Сел, положил на колени узловатые руки с въевшейся землей, будто собирался фотографироваться. Потом снова встал.
— Нет, Захар, уловить не уловил, — неожиданно огорошил Колесников Большакова. И так же неожиданно заявил: — Но ты это верно сказал. До корня, однако, копнул, язви тебя!
— Ну как же до корня, когда ты не уловил? — разочарованно протянул Захар.
— А так... Я улавливаю спустя. Сперва сверкнет, потом уж грянет когда-то. Вот... — И снова встал, затопал по кабинету, словно хотел продавить половицы. Захар молча наблюдал за ним. — Такой он и есть, как ты сказал. Прямо уж ползучий. Ухмылялся он, ей-Богу, теперь это и мне видно. Ладно, Захар, мы его за хвост как-нибудь ухватим да выдернем всего на воздух. Поглядим, как извиваться будет. Дай срок...
Но в течение года Устин своего хвоста не подставил. А большего срока Филимону никто не дал — началась война...
... Из армии Филимон Колесников вернулся поздно — в сорок восьмом. Большаков встретил его на станции. Выпрыгнув из вагона, Филимон сграбастал Захара, долго тискал и мял, точно хотел переломать ему все кости.
— Хватит, хватит! — умоляюще попросил Захар. Отступил на три-четыре шага, оглядел крепкую, словно высеченную из камня, фигуру Колесникова в солдатской гимнастерке. — Ну, медведь...
— Что у нас в колхозе-то? Как жили? Рассказывай.
Захар рассказывал до самого Зеленого Дола, время от времени пошевеливая вожжами.
— Жили несладко, за войну хозяйство подослабло, за три послевоенных года успели кое-что подтянуть, но дел еще невпроворот. Мужиков не хватает, многие вообще никогда уже не вернутся.
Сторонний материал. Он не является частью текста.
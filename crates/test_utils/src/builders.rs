//! Test Data Builders
//!
//! Provides builder patterns for constructing test data with sensible defaults.
//! These builders allow tests to specify only the relevant fields while using
//! defaults for everything else.

use chrono::NaiveDate;
use core_kernel::PolicyNumber;
use domain_policy::{
    compute, Coverages, Customer, PaymentMethod, PolicyRecord, PolicySubmission, Province,
    RateParameters,
};
use fake::faker::address::en::{CityName, StreetName};
use fake::faker::name::en::{FirstName, LastName};
use fake::Fake;

use crate::fixtures::{CustomerFixtures, DateFixtures, RateFixtures};

/// Builder for constructing policy submissions
#[derive(Debug, Clone)]
pub struct PolicySubmissionBuilder {
    customer: Customer,
    num_cars: u32,
    coverages: Coverages,
    payment_method: PaymentMethod,
}

impl Default for PolicySubmissionBuilder {
    fn default() -> Self {
        Self::new()
    }
}

impl PolicySubmissionBuilder {
    /// Creates a new builder with default values
    pub fn new() -> Self {
        Self {
            customer: CustomerFixtures::newfoundland(),
            num_cars: 1,
            coverages: Coverages::none(),
            payment_method: PaymentMethod::Full,
        }
    }

    /// Replaces the customer with randomly generated names and address
    pub fn with_random_customer(mut self) -> Self {
        let number: u16 = (1..999).fake();
        let street: String = StreetName().fake();
        self.customer = Customer {
            first_name: FirstName().fake(),
            last_name: LastName().fake(),
            address: format!("{number} {street}"),
            city: CityName().fake(),
            province: Province::NS,
            postal_code: "B3H4R2".to_string(),
            phone_number: "9025550123".to_string(),
        };
        self
    }

    /// Sets the customer
    pub fn with_customer(mut self, customer: Customer) -> Self {
        self.customer = customer;
        self
    }

    /// Sets the number of cars
    pub fn with_num_cars(mut self, num_cars: u32) -> Self {
        self.num_cars = num_cars;
        self
    }

    /// Sets the coverages
    pub fn with_coverages(mut self, coverages: Coverages) -> Self {
        self.coverages = coverages;
        self
    }

    /// Sets the payment method
    pub fn with_payment_method(mut self, method: PaymentMethod) -> Self {
        self.payment_method = method;
        self
    }

    /// Builds the submission
    pub fn build(self) -> PolicySubmission {
        PolicySubmission {
            customer: self.customer,
            num_cars: self.num_cars,
            coverages: self.coverages,
            payment_method: self.payment_method,
        }
    }
}

/// Builder for constructing issued policy records
#[derive(Debug, Clone)]
pub struct PolicyRecordBuilder {
    policy_number: PolicyNumber,
    invoice_date: NaiveDate,
    submission: PolicySubmissionBuilder,
    rates: RateParameters,
    legacy: bool,
}

impl Default for PolicyRecordBuilder {
    fn default() -> Self {
        Self::new()
    }
}

impl PolicyRecordBuilder {
    /// Creates a new builder priced with the standard rates
    pub fn new() -> Self {
        Self {
            policy_number: RateFixtures::first_policy_number(),
            invoice_date: DateFixtures::invoice_date(),
            submission: PolicySubmissionBuilder::new(),
            rates: RateFixtures::standard(),
            legacy: false,
        }
    }

    /// Sets the policy number
    pub fn with_policy_number(mut self, number: u64) -> Self {
        self.policy_number = PolicyNumber::new(number).unwrap();
        self
    }

    /// Sets the invoice date
    pub fn with_invoice_date(mut self, date: NaiveDate) -> Self {
        self.invoice_date = date;
        self
    }

    /// Sets the submission the record is issued from
    pub fn with_submission(mut self, submission: PolicySubmissionBuilder) -> Self {
        self.submission = submission;
        self
    }

    /// Sets the rates used for pricing
    pub fn with_rates(mut self, rates: RateParameters) -> Self {
        self.rates = rates;
        self
    }

    /// Drops the stored breakdown, as for a line written by the old layout
    pub fn legacy(mut self) -> Self {
        self.legacy = true;
        self
    }

    /// Builds the record
    pub fn build(self) -> PolicyRecord {
        let submission = self.submission.build();
        let breakdown = compute(submission.num_cars, submission.coverages, &self.rates);
        let mut record =
            PolicyRecord::issue(self.policy_number, self.invoice_date, submission, breakdown);
        if self.legacy {
            record.breakdown = None;
            record.total_cost = record.total_cost.round_to_currency();
        }
        record
    }

    /// Builds the record with every amount rounded to cents, as replay returns it
    pub fn build_rounded(self) -> PolicyRecord {
        let mut record = self.build();
        record.total_cost = record.total_cost.round_to_currency();
        record.breakdown = record.breakdown.map(|b| b.rounded());
        record
    }
}

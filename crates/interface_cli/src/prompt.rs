//! Console prompting
//!
//! Collects one policy submission field by field. Every field is checked as
//! it is typed and asked again until it is acceptable, so the workflow only
//! ever sees submissions that pass validation.

use std::io::{BufRead, Write};

use domain_policy::policy::FIELD_DELIMITER;
use domain_policy::{
    Coverages, Customer, PaymentMethod, PolicySubmission, PortError, Province, SubmissionSource,
};

const SOURCE_NAME: &str = "console";

/// Submission source reading answers from `input` and writing prompts to `output`
pub struct ConsoleSubmissionSource<R, W> {
    input: R,
    output: W,
}

impl<R: BufRead, W: Write> ConsoleSubmissionSource<R, W> {
    pub fn new(input: R, output: W) -> Self {
        Self { input, output }
    }

    pub fn into_inner(self) -> (R, W) {
        (self.input, self.output)
    }

    fn io_error(source: std::io::Error) -> PortError {
        PortError::Io {
            source_name: SOURCE_NAME.to_string(),
            source,
        }
    }

    fn say(&mut self, line: &str) -> Result<(), PortError> {
        writeln!(self.output, "{line}").map_err(Self::io_error)
    }

    /// Prints the prompt and reads one trimmed answer
    fn read_answer(&mut self, prompt: &str) -> Result<String, PortError> {
        write!(self.output, "{prompt}")
            .and_then(|_| self.output.flush())
            .map_err(Self::io_error)?;

        let mut line = String::new();
        let read = self.input.read_line(&mut line).map_err(Self::io_error)?;
        if read == 0 {
            return Err(PortError::Input("input closed before the policy was complete".to_string()));
        }
        Ok(line.trim().to_string())
    }

    /// Asks until `parse` accepts the answer
    fn ask<T>(
        &mut self,
        prompt: &str,
        complaint: &str,
        parse: impl Fn(&str) -> Option<T>,
    ) -> Result<T, PortError> {
        loop {
            let answer = self.read_answer(prompt)?;
            if let Some(value) = parse(&answer) {
                return Ok(value);
            }
            self.say(complaint)?;
        }
    }

    fn ask_text(&mut self, prompt: &str, max_len: usize) -> Result<String, PortError> {
        let complaint = format!(
            "Invalid input. Please enter 1 to {max_len} characters without \"{FIELD_DELIMITER}\"."
        );
        self.ask(prompt, &complaint, |answer| {
            let acceptable = !answer.is_empty()
                && answer.chars().count() <= max_len
                && !answer.contains(FIELD_DELIMITER);
            acceptable.then(|| answer.to_string())
        })
    }

    fn ask_yes_no(&mut self, prompt: &str) -> Result<bool, PortError> {
        self.ask(prompt, "Invalid input. Please enter Y or N.", |answer| {
            match answer.to_uppercase().as_str() {
                "Y" => Some(true),
                "N" => Some(false),
                _ => None,
            }
        })
    }

    fn ask_customer(&mut self) -> Result<Customer, PortError> {
        Ok(Customer {
            first_name: self.ask_text("Enter the customers First Name: ", 60)?,
            last_name: self.ask_text("Enter the customers Last Name: ", 60)?,
            address: self.ask_text("Enter the customers Street Address: ", 120)?,
            city: self.ask_text("Enter the customers City: ", 60)?,
            province: self.ask(
                "Enter the customers Province (Two-letter abbreviation): ",
                "Invalid province. Please enter a valid two-letter abbreviation (e.g., ON, BC).",
                |answer| answer.to_uppercase().parse::<Province>().ok(),
            )?,
            postal_code: self
                .ask_text("Enter the customers Postal Code: ", 10)?
                .to_uppercase(),
            phone_number: self.ask_text("Enter the customers Phone Number(9999999999): ", 20)?,
        })
    }
}

impl<R: BufRead, W: Write> SubmissionSource for ConsoleSubmissionSource<R, W> {
    fn next_submission(&mut self) -> Result<PolicySubmission, PortError> {
        self.say("Enter the customers policy details")?;
        self.say("")?;

        let customer = self.ask_customer()?;
        let num_cars = self.ask(
            "Enter the number of cars being insured: ",
            "Invalid number of cars. Please enter a whole number of at least 1.",
            |answer| answer.parse::<u32>().ok().filter(|n| *n > 0),
        )?;
        let coverages = Coverages {
            extra_liability: self.ask_yes_no("Extra Liability Coverage (Y/N): ")?,
            glass: self.ask_yes_no("Optional Glass Coverage (Y/N): ")?,
            loaner_car: self.ask_yes_no("Optional Loaner Car (Y/N): ")?,
        };
        let payment_method = self.ask(
            "Enter the Payment Method (Full/Monthly): ",
            "Invalid payment method. Please enter 'Full' or 'Monthly'.",
            |answer| answer.to_uppercase().parse::<PaymentMethod>().ok(),
        )?;

        Ok(PolicySubmission {
            customer,
            num_cars,
            coverages,
            payment_method,
        })
    }

    fn wants_another(&mut self) -> Result<bool, PortError> {
        self.ask_yes_no("Enter another policy? (Y/N): ")
    }
}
— А Морозов как? Писали мне — давненько пришел домой.
— В январе сорок пятого.
— По ранению, что ль?
— Вроде бы.
— Ну и как?
Захар неопределенно шевельнул бровями.
— Ничего, бригадирит. Сделали, говорю, кое-что за три года. Урожай в сорок шестом был так себе, урожаишко. В прошлом году приподняли малость, это помогло маленько отремонтироваться. Домишки всем вдовам подправили в первую очередь. Нынче хлебушка ожидаем хорошо. Вон она, рожь-то, стоит — плечом не раздвинешь. И пшеница ничего... От всего этого Морозов в стороне не стоял, чего зря говорить...
— Так. И про себя не ухмыляется больше?
Захар повернул голову к Колесникову:
— Гляди-ка, запомнил... Кто его знает, Филимон! Особенно приглядываться некогда.
Подъехали к утесу. Высоченный осокорь горделиво стоял на его вершине, легонько полоскал под ветерком в ослепительной синеве неба свою верхушку.
— Вспоминал я почему-то его частенько, — проговорил Филимон, не отрывая глаз от дерева. — Вырастет же красота!
— В сорок втором, кажется, чуть не выворотило его ураганом, — ответил Захар. — Такой бури не видывали в здешних местах даже старики. Ничего, выдюжил. Много веток только обломало. Отрос еще краше.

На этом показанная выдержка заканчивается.